Activity >> Could you filter the data below down to the lines that hold the word "verify"?

Records >>
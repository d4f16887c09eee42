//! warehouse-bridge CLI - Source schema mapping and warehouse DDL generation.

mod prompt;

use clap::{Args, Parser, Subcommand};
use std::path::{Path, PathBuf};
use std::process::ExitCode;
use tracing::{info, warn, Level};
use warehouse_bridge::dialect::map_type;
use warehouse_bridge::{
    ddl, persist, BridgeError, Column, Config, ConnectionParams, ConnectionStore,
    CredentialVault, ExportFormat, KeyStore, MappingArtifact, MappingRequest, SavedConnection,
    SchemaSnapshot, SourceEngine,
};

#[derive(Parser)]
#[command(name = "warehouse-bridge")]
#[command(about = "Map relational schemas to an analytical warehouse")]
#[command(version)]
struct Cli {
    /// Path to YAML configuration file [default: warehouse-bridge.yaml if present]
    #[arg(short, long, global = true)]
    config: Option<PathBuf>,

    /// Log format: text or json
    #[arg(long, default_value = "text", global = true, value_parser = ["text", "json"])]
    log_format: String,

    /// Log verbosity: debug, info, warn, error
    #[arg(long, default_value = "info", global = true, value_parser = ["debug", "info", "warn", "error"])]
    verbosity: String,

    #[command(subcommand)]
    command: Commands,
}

==

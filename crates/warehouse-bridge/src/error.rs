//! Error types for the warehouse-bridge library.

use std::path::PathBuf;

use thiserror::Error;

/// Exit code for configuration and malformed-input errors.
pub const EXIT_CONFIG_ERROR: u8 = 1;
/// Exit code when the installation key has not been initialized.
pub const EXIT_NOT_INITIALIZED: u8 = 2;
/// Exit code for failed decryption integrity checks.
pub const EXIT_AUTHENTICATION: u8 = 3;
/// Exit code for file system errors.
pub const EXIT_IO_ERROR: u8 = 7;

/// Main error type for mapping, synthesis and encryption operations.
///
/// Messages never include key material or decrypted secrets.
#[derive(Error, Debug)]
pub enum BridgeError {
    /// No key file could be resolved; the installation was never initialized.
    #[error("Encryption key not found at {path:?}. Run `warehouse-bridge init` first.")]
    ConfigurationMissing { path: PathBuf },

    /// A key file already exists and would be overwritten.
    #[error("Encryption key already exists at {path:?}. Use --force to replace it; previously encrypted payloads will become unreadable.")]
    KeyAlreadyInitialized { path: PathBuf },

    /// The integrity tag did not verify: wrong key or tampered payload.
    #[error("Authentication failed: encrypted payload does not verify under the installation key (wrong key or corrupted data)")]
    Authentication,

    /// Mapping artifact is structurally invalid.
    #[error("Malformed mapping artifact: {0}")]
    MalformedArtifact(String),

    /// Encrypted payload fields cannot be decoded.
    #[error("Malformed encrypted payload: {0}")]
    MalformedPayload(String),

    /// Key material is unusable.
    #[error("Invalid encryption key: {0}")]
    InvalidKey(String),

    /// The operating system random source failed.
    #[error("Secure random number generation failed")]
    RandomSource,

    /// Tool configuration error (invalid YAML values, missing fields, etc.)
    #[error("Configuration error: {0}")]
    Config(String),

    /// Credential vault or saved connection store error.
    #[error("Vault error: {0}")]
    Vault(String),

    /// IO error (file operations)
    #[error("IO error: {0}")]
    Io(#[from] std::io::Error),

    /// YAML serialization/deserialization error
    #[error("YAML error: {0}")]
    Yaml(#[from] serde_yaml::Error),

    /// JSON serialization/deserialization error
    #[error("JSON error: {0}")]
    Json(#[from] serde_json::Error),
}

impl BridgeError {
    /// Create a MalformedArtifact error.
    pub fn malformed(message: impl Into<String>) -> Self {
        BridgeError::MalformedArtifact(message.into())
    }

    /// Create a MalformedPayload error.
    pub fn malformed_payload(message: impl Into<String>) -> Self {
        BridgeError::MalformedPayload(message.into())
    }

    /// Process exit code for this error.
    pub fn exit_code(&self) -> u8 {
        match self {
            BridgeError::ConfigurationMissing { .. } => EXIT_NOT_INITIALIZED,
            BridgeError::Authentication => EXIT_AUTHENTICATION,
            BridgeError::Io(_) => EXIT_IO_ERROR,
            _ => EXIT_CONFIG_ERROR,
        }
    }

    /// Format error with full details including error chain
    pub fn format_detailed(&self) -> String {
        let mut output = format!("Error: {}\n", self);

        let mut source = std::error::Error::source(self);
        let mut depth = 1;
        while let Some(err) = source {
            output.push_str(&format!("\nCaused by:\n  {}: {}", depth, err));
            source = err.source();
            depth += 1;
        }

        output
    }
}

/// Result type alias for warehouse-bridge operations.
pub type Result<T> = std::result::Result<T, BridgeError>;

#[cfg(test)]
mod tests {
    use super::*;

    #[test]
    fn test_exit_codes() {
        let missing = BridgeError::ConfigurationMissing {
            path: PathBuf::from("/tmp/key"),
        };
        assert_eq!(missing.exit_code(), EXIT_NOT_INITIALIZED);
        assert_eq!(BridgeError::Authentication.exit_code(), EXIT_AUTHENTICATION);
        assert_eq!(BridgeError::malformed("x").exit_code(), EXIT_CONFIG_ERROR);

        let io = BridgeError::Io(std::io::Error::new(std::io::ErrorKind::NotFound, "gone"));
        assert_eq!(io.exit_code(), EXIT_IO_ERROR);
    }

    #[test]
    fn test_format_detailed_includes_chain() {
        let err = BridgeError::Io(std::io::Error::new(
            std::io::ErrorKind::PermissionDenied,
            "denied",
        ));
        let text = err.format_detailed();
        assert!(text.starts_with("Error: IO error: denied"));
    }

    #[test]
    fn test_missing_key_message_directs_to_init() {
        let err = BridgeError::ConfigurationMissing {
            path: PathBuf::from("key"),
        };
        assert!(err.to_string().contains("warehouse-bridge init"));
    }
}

Task output >>
    /// The integrity tag did not verify: wrong key or tampered payload.
    #[error("Authentication failed: encrypted payload does not verify under the installation key (wrong key or corrupted data)")]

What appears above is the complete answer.